Each line of the data below that carries the word "lines" needs to be copied.
☆ ☆ ☆ ☆ ☆
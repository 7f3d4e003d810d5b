pub mod access_dto;
pub mod interview_dto;
pub mod position_dto;
pub mod selection_dto;
pub mod settings_dto;
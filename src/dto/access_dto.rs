use serde::Serialize;
use validator::Validate;

use crate::models::role::Permission;

#[derive(Debug, Clone, Serialize, Validate)]
#[serde(rename_all = "camelCase")]
pub struct RoleForm {
    #[validate(length(min = 1, message = "Role name is required"))]
    pub name: String,
    #[serde(skip_serializing_if = "Option::is_none")]
    pub description: Option<String>,
    pub permissions: Vec<Permission>,
}

#[derive(Debug, Clone, Serialize, Validate)]
#[serde(rename_all = "camelCase")]
pub struct UserForm {
    #[validate(length(min = 1, message = "Name is required"))]
    pub name: String,
    #[validate(email(message = "Please enter a valid email address"))]
    pub email: String,
    /// Required on create, left out on update to keep the current password.
    #[serde(skip_serializing_if = "Option::is_none")]
    #[validate(length(min = 8, message = "Password must be at least 8 characters"))]
    pub password: Option<String>,
    #[serde(skip_serializing_if = "Option::is_none")]
    pub role: Option<String>,
    pub is_active: bool,
}

#[derive(Debug, Clone, Serialize)]
pub struct AssignRolePayload {
    pub role: String,
}

#[derive(Debug, Clone, Serialize, Validate)]
pub struct LoginPayload {
    #[validate(email(message = "Please enter a valid email address"))]
    pub email: String,
    #[validate(length(min = 1, message = "Password is required"))]
    pub password: String,
}
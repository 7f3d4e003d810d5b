use std::path::{Path, PathBuf};
use std::sync::Arc;

use tracing::info;

use super::{toast_err, Notifier};
use crate::error::Result;
use crate::models::matching::{MatchingFilter, MatchingResult};
use crate::services::export_service::ExportService;
use crate::services::matching_service::MatchingService;
use crate::utils::files::save_to_dir;
use crate::utils::time::now;

#[derive(Debug, Clone, Copy, PartialEq, Eq)]
pub enum ExportFormat {
    Csv,
    Xlsx,
}

pub struct MatchingResults {
    service: MatchingService,
    notifier: Arc<dyn Notifier>,
    results: Vec<MatchingResult>,
    filter: MatchingFilter,
}

impl MatchingResults {
    pub fn new(service: MatchingService, notifier: Arc<dyn Notifier>) -> Self {
        Self {
            service,
            notifier,
            results: Vec::new(),
            filter: MatchingFilter::default(),
        }
    }

    /// Results passing the current filter.
    pub fn visible(&self) -> Vec<&MatchingResult> {
        self.filter.apply(&self.results)
    }

    pub async fn load(&mut self, filter: MatchingFilter) -> Result<Vec<&MatchingResult>> {
        self.filter = filter;
        self.refresh().await?;
        Ok(self.visible())
    }

    pub async fn refresh(&mut self) -> Result<()> {
        let position = self.filter.position.as_deref();
        self.results = toast_err(&*self.notifier, self.service.results(position).await)?;
        Ok(())
    }

    pub async fn shortlisted(&self, position_id: Option<&str>) -> Result<Vec<MatchingResult>> {
        toast_err(&*self.notifier, self.service.shortlisted(position_id).await)
    }

    /// Starts a backend matching run, then re-reads the results once. The run
    /// may still be going on the backend after that single refetch.
    pub async fn match_now(&mut self, position_id: Option<&str>) -> Result<()> {
        let summary = toast_err(&*self.notifier, self.service.match_all(position_id).await)?;
        info!(
            processed = summary.total_processed,
            shortlisted = summary.shortlisted_count,
            "matching run accepted"
        );
        self.notifier.success(&format!(
            "AI matching completed: {} application(s) processed, {} shortlisted",
            summary.total_processed, summary.shortlisted_count
        ));
        self.refresh().await
    }

    /// Writes the visible results to `dir` and returns the file path.
    pub async fn export(&self, format: ExportFormat, dir: &Path) -> Result<PathBuf> {
        let visible = self.visible();
        if visible.is_empty() {
            self.notifier.info("No results to export");
        }
        let today = now().date_naive();
        let (name, bytes) = match format {
            ExportFormat::Csv => (
                ExportService::matching_csv_filename(today),
                toast_err(&*self.notifier, ExportService::matching_csv(&visible))?,
            ),
            ExportFormat::Xlsx => (
                ExportService::matching_xlsx_filename(today),
                toast_err(&*self.notifier, ExportService::matching_xlsx(&visible))?,
            ),
        };
        let path = toast_err(&*self.notifier, save_to_dir(dir, &name, &bytes).await)?;
        self.notifier
            .success(&format!("Exported {} result(s) to {}", visible.len(), path.display()));
        Ok(path)
    }
}

impl std::str::FromStr for ExportFormat {
    type Err = crate::error::Error;

    fn from_str(raw: &str) -> Result<Self> {
        match raw.trim().to_ascii_lowercase().as_str() {
            "csv" => Ok(ExportFormat::Csv),
            "xlsx" | "excel" => Ok(ExportFormat::Xlsx),
            other => Err(crate::error::Error::Validation(format!(
                "Unknown export format '{}', expected csv or xlsx",
                other
            ))),
        }
    }
}
use std::path::PathBuf;
use std::sync::RwLock;

use crate::error::Result;

/// Source of the bearer token attached to every backend request.
pub trait TokenStore: Send + Sync {
    fn token(&self) -> Option<String>;
    fn set_token(&self, token: String) -> Result<()>;
    /// Forced logout.
    fn clear(&self) -> Result<()>;
}

#[derive(Debug, Default)]
pub struct MemoryTokenStore {
    token: RwLock<Option<String>>,
}

impl MemoryTokenStore {
    pub fn new(token: Option<String>) -> Self {
        Self {
            token: RwLock::new(token),
        }
    }
}

impl TokenStore for MemoryTokenStore {
    fn token(&self) -> Option<String> {
        self.token.read().ok().and_then(|guard| guard.clone())
    }

    fn set_token(&self, token: String) -> Result<()> {
        if let Ok(mut guard) = self.token.write() {
            *guard = Some(token);
        }
        Ok(())
    }

    fn clear(&self) -> Result<()> {
        if let Ok(mut guard) = self.token.write() {
            *guard = None;
        }
        Ok(())
    }
}

/// Token persisted in a plain file so the CLI keeps its session between runs.
#[derive(Debug)]
pub struct FileTokenStore {
    path: PathBuf,
    cached: RwLock<Option<String>>,
}

impl FileTokenStore {
    pub fn open(path: impl Into<PathBuf>) -> Self {
        let path = path.into();
        let cached = std::fs::read_to_string(&path)
            .ok()
            .map(|raw| raw.trim().to_string())
            .filter(|raw| !raw.is_empty());
        Self {
            path,
            cached: RwLock::new(cached),
        }
    }
}

impl TokenStore for FileTokenStore {
    fn token(&self) -> Option<String> {
        self.cached.read().ok().and_then(|guard| guard.clone())
    }

    fn set_token(&self, token: String) -> Result<()> {
        std::fs::write(&self.path, &token)?;
        if let Ok(mut guard) = self.cached.write() {
            *guard = Some(token);
        }
        Ok(())
    }

    fn clear(&self) -> Result<()> {
        if let Ok(mut guard) = self.cached.write() {
            *guard = None;
        }
        match std::fs::remove_file(&self.path) {
            Ok(()) => Ok(()),
            Err(err) if err.kind() == std::io::ErrorKind::NotFound => Ok(()),
            Err(err) => Err(err.into()),
        }
    }
}

/// A 401 only ends the session when it comes from an auth endpoint or when
/// the request carried no token at all. Unrelated 401s keep the session.
pub fn should_force_logout(path: &str, had_token: bool) -> bool {
    if !had_token {
        return true;
    }
    path.trim_start_matches('/')
        .split('/')
        .next()
        .map(|segment| segment == "auth")
        .unwrap_or(false)
}

/// `Authorization` header value for a token, tolerating an already prefixed one.
pub fn bearer_value(token: &str) -> String {
    match token.strip_prefix("Bearer ") {
        Some(raw) => format!("Bearer {}", raw.trim()),
        None => format!("Bearer {}", token.trim()),
    }
}

#[cfg(test)]
mod tests {
    use super::*;

    #[test]
    fn forced_logout_only_for_auth_endpoints_or_missing_token() {
        assert!(should_force_logout("/auth/me", true));
        assert!(should_force_logout("auth/refresh", true));
        assert!(should_force_logout("/positions", false));
        assert!(!should_force_logout("/positions", true));
        assert!(!should_force_logout("/ai-matching/results", true));
        assert!(!should_force_logout("/users/auth-log", true));
    }

    #[test]
    fn file_store_round_trips_and_clears() {
        let dir = tempfile::tempdir().unwrap();
        let path = dir.path().join("token");
        let store = FileTokenStore::open(&path);
        assert_eq!(store.token(), None);

        store.set_token("abc".into()).unwrap();
        assert_eq!(FileTokenStore::open(&path).token().as_deref(), Some("abc"));

        store.clear().unwrap();
        assert!(!path.exists());
        assert_eq!(store.token(), None);
        store.clear().unwrap();
    }

    #[test]
    fn bearer_prefix_is_not_doubled() {
        assert_eq!(bearer_value("abc"), "Bearer abc");
        assert_eq!(bearer_value("Bearer abc"), "Bearer abc");
    }
}
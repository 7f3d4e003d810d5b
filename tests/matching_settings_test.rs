mod common;

use axum::http::Method;
use common::{MockBackend, MockPrompter};
use recruitment_admin::{
    models::{
        matching::MatchingFilter,
        settings::{AiConfig, EmailConfig},
    },
    views::{matching_results::ExportFormat, notifier::ToastLevel, DialogResult},
};
use serde_json::json;

fn result_json(id: &str, overall: f64, shortlisted: bool) -> serde_json::Value {
    json!({
        "_id": id,
        "application": {"_id": format!("a-{}", id), "fullName": "Rustam, Jr.", "email": "rustam@example.com"},
        "position": {"_id": "p1", "title": "Backend Engineer"},
        "scores": {"overall": overall, "skills": 80, "experience": 70.5, "education": 60, "relevance": 90},
        "strengths": ["Rust", "Tokio"],
        "weaknesses": [],
        "isShortlisted": shortlisted
    })
}

#[tokio::test]
async fn match_now_triggers_run_and_refetches_once() {
    let backend = MockBackend::start().await;
    backend.ok(
        Method::POST,
        "ai-matching/match-all",
        json!({"totalProcessed": 4, "shortlistedCount": 1}),
    );
    backend.ok(
        Method::GET,
        "ai-matching/results",
        json!({"results": [result_json("m1", 88.0, true)]}),
    );
    let (app, notifier) = backend.app();
    let mut view = app.matching_results();

    view.match_now(None).await.unwrap();

    assert_eq!(backend.requests_to(Method::POST, "ai-matching/match-all").len(), 1);
    assert_eq!(backend.requests_to(Method::GET, "ai-matching/results").len(), 1);
    assert_eq!(view.visible().len(), 1);
    assert_eq!(
        notifier.messages(ToastLevel::Success),
        vec!["AI matching completed: 4 application(s) processed, 1 shortlisted".to_string()]
    );
}

#[tokio::test]
async fn csv_export_writes_filtered_rows() {
    let backend = MockBackend::start().await;
    backend.ok(
        Method::GET,
        "ai-matching/results",
        json!([result_json("m1", 88.0, true), result_json("m2", 41.5, false)]),
    );
    let (app, notifier) = backend.app();
    let mut view = app.matching_results();
    view.load(MatchingFilter {
        min_score: Some(50.0),
        ..MatchingFilter::default()
    })
    .await
    .unwrap();
    let dir = tempfile::tempdir().unwrap();

    let path = view.export(ExportFormat::Csv, dir.path()).await.unwrap();

    let name = path.file_name().unwrap().to_str().unwrap();
    assert!(name.starts_with("ai-matching-results-") && name.ends_with(".csv"));
    let written = std::fs::read_to_string(&path).unwrap();
    let lines: Vec<&str> = written.lines().collect();
    assert_eq!(lines.len(), 2);
    assert!(lines[0].starts_with("Candidate Name,Email,Position,Overall Score"));
    assert!(lines[1].starts_with("\"Rustam, Jr.\",rustam@example.com,Backend Engineer,88,80,70.5"));
    assert!(lines[1].contains(",Yes,Rust; Tokio,"));
    assert!(notifier
        .messages(ToastLevel::Success)
        .iter()
        .any(|m| m.starts_with("Exported 1 result(s) to ")));
}

#[tokio::test]
async fn ai_weights_must_sum_to_hundred() {
    let backend = MockBackend::start().await;
    let (app, notifier) = backend.app();
    let mut config = AiConfig::default();
    config.matching_criteria.skills = 50;
    config.matching_criteria.experience = 30;
    config.matching_criteria.education = 10;
    config.matching_criteria.relevance = 5;

    assert!(app.settings().save_ai_config(&config).await.is_err());
    assert!(backend.requests().is_empty());
    assert_eq!(
        notifier.messages(ToastLevel::Error),
        vec!["Matching criteria weights must sum to 100 (currently 95)".to_string()]
    );
}

#[tokio::test]
async fn failed_smtp_check_is_an_error_toast() {
    let backend = MockBackend::start().await;
    backend.on(
        Method::POST,
        "email-config/test-connection",
        axum::http::StatusCode::OK,
        json!({"success": false, "message": "Invalid login: 535 Authentication failed"}),
    );
    let (app, notifier) = backend.app();
    let config: EmailConfig = serde_json::from_value(json!({
        "host": "smtp.example.com",
        "port": 587,
        "username": "hr@example.com",
        "password": "secret",
        "fromEmail": "hr@example.com"
    }))
    .unwrap();

    let check = app.settings().test_email_connection(&config).await.unwrap();

    assert!(!check.success);
    assert_eq!(
        notifier.last(),
        Some((
            ToastLevel::Error,
            "Invalid login: 535 Authentication failed".to_string()
        ))
    );
}

#[tokio::test]
async fn home_reset_requires_confirmation() {
    let backend = MockBackend::start().await;
    let mut prompter = MockPrompter::new();
    prompter
        .expect_confirm()
        .times(1)
        .returning(|_| Ok(DialogResult::Dismissed));
    let (app, _, _) = backend.app_with(Some("t"), prompter);

    assert!(app.settings().reset_home_content().await.unwrap().is_none());
    assert!(backend.requests().is_empty());
}

#[tokio::test]
async fn ai_check_without_inner_flag_uses_envelope_success() {
    let backend = MockBackend::start().await;
    backend.on(
        Method::POST,
        "ai-config/test",
        axum::http::StatusCode::OK,
        json!({
            "success": true,
            "message": "AI connection successful",
            "data": {"model": "gpt-4o-mini"}
        }),
    );
    let (app, notifier) = backend.app();

    let check = app.settings().test_ai().await.unwrap();

    assert!(check.success);
    assert!(notifier.messages(ToastLevel::Error).is_empty());
    assert_eq!(
        notifier.last(),
        Some((ToastLevel::Success, "AI connection successful".to_string()))
    );
}

#[tokio::test]
async fn oversized_weight_cannot_wrap_into_a_valid_total() {
    let backend = MockBackend::start().await;
    let (app, notifier) = backend.app();
    let mut config = AiConfig::default();
    config.matching_criteria.skills = u32::MAX;
    config.matching_criteria.experience = 101;
    config.matching_criteria.education = 0;
    config.matching_criteria.relevance = 0;

    assert!(app.settings().save_ai_config(&config).await.is_err());
    assert!(backend.requests().is_empty());
    assert_eq!(
        notifier.messages(ToastLevel::Error),
        vec!["Each matching criteria weight must be between 0 and 100".to_string()]
    );
}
☆ ☆ ☆ ☆ ☆
- _YOUR SOLUTION_:
    let lines: Vec<&str> = written.lines().collect();
    assert_eq!(lines.len(), 2);
    assert!(lines[0].starts_with("Candidate Name,Email,Position,Overall Score"));
    assert!(lines[1].starts_with("\"Rustam, Jr.\",rustam@example.com,Backend Engineer,88,80,70.5"));
    assert!(lines[1].contains(",Yes,Rust; Tokio,"));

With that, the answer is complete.